YOUR ASSIGNMENT:
Each line of the records that holds the word "emitted" should be copied out.

══════════════════════════════

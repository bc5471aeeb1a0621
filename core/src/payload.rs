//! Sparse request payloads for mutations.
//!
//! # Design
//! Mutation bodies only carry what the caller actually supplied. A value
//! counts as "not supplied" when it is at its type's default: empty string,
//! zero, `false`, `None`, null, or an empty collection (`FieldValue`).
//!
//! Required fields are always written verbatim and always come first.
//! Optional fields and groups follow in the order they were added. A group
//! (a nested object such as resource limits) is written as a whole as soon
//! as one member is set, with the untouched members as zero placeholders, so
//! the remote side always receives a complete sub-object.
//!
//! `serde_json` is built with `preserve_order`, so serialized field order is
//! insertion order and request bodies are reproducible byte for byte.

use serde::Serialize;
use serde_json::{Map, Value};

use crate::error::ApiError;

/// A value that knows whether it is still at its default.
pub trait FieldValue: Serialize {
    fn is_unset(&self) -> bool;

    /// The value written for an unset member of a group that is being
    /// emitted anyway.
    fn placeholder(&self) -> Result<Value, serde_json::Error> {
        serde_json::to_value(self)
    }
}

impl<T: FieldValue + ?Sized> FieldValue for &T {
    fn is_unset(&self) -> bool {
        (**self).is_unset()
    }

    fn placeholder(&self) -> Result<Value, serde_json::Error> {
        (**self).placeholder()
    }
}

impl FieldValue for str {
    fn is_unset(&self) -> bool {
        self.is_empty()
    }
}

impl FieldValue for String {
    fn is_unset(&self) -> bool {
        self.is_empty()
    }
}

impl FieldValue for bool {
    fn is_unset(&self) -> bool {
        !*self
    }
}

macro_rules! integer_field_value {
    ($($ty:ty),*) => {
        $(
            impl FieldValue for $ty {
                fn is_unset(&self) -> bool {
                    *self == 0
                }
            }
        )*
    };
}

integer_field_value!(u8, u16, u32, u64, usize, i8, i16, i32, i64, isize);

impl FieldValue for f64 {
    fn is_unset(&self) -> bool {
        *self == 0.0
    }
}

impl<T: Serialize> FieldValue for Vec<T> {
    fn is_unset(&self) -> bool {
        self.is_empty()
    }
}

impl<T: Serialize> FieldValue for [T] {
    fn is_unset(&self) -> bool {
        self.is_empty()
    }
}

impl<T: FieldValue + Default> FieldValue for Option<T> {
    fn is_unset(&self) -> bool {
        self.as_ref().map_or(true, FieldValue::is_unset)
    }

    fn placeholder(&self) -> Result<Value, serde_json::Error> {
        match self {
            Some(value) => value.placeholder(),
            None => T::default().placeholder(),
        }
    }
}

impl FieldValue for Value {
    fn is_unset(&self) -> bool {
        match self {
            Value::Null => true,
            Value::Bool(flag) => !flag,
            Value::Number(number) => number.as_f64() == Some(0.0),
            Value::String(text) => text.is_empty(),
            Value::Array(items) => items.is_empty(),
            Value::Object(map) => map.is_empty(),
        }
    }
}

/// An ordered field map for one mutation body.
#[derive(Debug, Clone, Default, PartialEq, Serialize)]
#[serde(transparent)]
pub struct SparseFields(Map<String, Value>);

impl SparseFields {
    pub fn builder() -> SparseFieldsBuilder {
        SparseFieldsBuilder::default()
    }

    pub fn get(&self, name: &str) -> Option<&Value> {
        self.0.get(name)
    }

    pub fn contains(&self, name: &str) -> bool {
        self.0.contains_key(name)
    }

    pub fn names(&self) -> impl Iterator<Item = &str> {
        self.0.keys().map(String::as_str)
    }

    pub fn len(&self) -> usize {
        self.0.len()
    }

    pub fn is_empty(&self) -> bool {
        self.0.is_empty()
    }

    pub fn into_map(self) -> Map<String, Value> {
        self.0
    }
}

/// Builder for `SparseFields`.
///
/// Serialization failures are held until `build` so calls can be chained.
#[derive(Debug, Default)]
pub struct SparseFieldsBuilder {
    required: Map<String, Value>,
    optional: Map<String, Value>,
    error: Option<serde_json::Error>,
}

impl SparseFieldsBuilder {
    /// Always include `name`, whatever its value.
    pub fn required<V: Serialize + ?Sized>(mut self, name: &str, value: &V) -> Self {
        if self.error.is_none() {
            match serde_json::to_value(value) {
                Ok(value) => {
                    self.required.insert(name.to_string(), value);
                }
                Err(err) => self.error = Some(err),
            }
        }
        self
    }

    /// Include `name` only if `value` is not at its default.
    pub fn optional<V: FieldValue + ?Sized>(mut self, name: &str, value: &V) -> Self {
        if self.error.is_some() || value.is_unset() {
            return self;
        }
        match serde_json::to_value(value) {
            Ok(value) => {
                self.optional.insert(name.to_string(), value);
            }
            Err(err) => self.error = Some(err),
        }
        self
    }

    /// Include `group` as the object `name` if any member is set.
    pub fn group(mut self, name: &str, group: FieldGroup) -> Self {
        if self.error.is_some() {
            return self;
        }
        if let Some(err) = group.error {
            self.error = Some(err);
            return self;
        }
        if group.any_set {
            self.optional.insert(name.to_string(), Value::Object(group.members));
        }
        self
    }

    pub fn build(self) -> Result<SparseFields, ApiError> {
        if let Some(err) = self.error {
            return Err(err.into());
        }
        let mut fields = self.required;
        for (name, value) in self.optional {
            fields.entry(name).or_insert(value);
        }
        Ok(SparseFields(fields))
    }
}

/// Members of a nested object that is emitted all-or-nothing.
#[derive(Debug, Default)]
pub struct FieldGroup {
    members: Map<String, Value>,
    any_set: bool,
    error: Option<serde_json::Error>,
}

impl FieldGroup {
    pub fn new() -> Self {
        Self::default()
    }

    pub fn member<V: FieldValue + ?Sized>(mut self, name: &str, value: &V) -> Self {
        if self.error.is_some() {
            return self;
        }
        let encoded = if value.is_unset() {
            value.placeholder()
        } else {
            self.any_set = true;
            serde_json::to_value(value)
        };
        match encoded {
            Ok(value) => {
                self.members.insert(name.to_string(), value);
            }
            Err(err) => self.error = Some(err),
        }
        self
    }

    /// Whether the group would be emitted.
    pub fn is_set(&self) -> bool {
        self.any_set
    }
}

══════════════════════════════

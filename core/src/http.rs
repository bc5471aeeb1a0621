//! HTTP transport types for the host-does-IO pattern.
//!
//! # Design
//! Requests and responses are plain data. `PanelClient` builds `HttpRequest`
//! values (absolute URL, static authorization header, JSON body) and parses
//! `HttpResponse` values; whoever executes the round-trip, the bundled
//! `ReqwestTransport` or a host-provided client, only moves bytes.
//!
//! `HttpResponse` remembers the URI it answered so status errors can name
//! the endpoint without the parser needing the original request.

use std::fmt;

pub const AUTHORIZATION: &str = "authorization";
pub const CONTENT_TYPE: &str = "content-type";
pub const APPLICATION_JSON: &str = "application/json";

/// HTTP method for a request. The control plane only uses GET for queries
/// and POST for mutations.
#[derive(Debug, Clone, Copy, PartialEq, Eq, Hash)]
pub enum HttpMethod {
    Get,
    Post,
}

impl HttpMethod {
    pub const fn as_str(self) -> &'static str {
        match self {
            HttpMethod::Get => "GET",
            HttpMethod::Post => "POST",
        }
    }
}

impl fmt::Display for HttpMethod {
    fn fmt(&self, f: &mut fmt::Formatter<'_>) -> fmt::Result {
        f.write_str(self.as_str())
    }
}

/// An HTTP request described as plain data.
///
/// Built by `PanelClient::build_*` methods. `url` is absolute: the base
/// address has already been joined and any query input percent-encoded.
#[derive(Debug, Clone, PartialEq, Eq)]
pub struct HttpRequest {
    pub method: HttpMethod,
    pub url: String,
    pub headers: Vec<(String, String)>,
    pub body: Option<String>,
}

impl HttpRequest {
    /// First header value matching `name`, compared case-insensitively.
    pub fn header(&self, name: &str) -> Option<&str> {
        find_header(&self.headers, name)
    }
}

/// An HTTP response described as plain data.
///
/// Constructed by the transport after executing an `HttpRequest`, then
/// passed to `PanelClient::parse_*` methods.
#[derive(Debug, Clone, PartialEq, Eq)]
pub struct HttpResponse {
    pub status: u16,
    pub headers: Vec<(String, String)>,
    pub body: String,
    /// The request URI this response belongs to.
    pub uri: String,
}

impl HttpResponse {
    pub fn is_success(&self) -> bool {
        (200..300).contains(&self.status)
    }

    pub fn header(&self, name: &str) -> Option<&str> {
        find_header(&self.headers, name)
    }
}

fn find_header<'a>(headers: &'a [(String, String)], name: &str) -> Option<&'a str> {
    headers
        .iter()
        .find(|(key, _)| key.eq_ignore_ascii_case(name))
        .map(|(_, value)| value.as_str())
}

══════════════════════════════

PROBLEM SOLUTION:
    /// emitted anyway.
/// Members of a nested object that is emitted all-or-nothing.
    /// Whether the group would be emitted.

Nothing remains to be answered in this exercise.